## Exercise description:
Print the records below word for word, beginning with the first line and ending once the line containing "#[derive(Debug, Clone, PartialEq, Eq)]" is printed.

## Data shown:
————
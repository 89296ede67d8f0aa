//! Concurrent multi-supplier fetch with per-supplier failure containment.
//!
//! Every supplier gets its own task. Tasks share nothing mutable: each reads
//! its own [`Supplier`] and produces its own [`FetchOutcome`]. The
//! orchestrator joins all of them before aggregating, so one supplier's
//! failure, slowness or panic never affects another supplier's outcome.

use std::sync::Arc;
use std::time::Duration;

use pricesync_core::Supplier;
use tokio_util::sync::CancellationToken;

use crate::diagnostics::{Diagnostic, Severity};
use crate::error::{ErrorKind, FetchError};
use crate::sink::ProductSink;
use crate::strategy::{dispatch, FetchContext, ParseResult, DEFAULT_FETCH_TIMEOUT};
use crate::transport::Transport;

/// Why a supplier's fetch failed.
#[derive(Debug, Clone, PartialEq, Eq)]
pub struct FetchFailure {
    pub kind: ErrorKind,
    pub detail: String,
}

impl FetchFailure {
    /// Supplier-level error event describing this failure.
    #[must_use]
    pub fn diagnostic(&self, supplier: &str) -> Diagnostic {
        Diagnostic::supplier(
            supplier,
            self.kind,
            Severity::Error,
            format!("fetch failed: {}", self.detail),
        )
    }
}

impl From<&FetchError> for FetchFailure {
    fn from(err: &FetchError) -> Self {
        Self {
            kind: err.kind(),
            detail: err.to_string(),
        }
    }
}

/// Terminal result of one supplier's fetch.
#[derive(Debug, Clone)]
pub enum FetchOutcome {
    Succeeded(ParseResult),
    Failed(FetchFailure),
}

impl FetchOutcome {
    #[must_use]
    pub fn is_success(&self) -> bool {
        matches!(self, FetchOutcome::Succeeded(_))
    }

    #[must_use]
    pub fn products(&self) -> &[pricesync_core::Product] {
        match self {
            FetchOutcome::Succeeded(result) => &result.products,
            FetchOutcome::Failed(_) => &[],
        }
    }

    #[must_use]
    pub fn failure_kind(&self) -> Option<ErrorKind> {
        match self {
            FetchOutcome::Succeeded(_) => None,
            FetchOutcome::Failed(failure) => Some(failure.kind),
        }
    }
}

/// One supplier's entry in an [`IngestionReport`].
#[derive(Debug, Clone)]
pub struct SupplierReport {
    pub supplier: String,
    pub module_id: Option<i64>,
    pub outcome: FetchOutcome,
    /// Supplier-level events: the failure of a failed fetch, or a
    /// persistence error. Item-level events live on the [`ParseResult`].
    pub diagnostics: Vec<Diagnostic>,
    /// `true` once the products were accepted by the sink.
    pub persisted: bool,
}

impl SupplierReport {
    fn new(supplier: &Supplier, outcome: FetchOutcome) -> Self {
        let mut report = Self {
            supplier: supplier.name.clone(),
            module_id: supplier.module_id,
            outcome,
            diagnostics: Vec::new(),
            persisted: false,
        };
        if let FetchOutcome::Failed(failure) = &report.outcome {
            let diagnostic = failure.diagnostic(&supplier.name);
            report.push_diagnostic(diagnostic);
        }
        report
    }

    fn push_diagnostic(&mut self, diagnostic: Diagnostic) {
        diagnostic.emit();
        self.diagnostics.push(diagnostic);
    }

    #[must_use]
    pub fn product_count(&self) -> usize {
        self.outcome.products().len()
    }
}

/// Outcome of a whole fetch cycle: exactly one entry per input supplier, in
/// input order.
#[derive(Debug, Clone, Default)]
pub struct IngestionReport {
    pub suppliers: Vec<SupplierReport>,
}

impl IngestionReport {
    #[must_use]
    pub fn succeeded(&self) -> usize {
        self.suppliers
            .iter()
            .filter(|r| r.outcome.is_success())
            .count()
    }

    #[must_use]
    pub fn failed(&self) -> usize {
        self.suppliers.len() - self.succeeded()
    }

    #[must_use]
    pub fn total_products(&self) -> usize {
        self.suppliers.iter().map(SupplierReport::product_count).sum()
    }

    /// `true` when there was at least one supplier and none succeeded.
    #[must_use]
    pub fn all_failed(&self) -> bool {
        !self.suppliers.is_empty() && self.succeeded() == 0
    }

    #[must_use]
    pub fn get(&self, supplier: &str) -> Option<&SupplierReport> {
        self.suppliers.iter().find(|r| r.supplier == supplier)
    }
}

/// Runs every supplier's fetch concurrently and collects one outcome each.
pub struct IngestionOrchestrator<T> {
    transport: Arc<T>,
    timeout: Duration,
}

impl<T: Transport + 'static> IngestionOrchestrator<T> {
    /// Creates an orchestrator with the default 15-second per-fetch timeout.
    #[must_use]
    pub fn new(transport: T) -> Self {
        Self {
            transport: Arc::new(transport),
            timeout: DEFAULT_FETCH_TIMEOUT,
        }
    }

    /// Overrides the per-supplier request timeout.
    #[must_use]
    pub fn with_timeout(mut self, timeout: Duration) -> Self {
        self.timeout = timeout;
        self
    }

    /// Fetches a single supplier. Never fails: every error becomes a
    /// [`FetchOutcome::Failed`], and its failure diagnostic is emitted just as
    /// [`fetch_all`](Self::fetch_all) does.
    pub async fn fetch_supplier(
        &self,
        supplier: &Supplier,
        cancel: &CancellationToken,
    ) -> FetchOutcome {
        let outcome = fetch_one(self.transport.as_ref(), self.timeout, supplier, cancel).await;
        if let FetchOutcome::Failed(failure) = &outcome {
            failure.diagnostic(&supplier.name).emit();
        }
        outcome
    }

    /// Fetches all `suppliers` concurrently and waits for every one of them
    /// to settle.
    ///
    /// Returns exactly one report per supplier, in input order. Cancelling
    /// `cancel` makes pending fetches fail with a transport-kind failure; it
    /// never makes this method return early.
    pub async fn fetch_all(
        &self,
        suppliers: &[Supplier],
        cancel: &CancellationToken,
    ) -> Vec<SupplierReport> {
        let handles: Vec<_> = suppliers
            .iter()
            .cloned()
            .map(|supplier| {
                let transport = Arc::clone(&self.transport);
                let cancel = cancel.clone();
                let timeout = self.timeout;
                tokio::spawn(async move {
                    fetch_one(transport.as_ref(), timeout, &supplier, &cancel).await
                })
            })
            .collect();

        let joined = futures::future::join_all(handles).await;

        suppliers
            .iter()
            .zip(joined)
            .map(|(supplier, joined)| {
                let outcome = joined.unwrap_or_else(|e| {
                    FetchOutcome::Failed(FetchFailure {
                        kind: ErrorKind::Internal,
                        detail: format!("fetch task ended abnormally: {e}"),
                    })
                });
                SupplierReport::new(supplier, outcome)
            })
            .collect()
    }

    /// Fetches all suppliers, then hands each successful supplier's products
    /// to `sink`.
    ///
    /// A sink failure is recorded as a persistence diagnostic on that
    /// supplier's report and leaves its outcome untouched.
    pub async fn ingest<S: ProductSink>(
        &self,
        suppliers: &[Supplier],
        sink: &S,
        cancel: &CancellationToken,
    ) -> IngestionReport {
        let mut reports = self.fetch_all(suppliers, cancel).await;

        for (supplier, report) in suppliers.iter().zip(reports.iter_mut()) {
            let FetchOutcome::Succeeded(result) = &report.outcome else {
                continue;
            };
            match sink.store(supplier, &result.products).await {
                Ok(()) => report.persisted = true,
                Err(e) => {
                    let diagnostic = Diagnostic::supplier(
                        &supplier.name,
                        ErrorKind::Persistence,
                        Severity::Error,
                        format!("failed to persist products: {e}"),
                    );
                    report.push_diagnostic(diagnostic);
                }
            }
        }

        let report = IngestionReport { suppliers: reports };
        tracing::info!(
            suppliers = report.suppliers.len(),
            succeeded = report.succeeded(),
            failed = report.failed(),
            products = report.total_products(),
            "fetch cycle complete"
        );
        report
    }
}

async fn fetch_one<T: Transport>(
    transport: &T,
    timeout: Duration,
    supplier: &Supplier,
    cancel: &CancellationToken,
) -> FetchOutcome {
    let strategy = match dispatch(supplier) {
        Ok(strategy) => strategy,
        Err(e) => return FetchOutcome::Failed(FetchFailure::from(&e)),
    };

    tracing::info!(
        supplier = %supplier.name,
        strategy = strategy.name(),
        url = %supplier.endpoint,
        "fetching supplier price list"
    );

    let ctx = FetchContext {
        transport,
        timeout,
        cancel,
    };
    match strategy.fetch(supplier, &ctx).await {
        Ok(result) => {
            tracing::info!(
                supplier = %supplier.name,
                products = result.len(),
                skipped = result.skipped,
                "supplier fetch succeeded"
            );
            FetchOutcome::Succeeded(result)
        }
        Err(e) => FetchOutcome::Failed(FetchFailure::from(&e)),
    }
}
————
## Task result:
repository 89296ede67d8f0aa
//! Concurrent multi-supplier fetch with per-supplier failure containment.
//!
//! Every supplier gets its own task. Tasks share nothing mutable: each reads
//! its own [`Supplier`] and produces its own [`FetchOutcome`]. The
//! orchestrator joins all of them before aggregating, so one supplier's
//! failure, slowness or panic never affects another supplier's outcome.

use std::sync::Arc;
use std::time::Duration;

use pricesync_core::Supplier;
use tokio_util::sync::CancellationToken;

use crate::diagnostics::{Diagnostic, Severity};
use crate::error::{ErrorKind, FetchError};
use crate::sink::ProductSink;
use crate::strategy::{dispatch, FetchContext, ParseResult, DEFAULT_FETCH_TIMEOUT};
use crate::transport::Transport;

/// Why a supplier's fetch failed.
#[derive(Debug, Clone, PartialEq, Eq)]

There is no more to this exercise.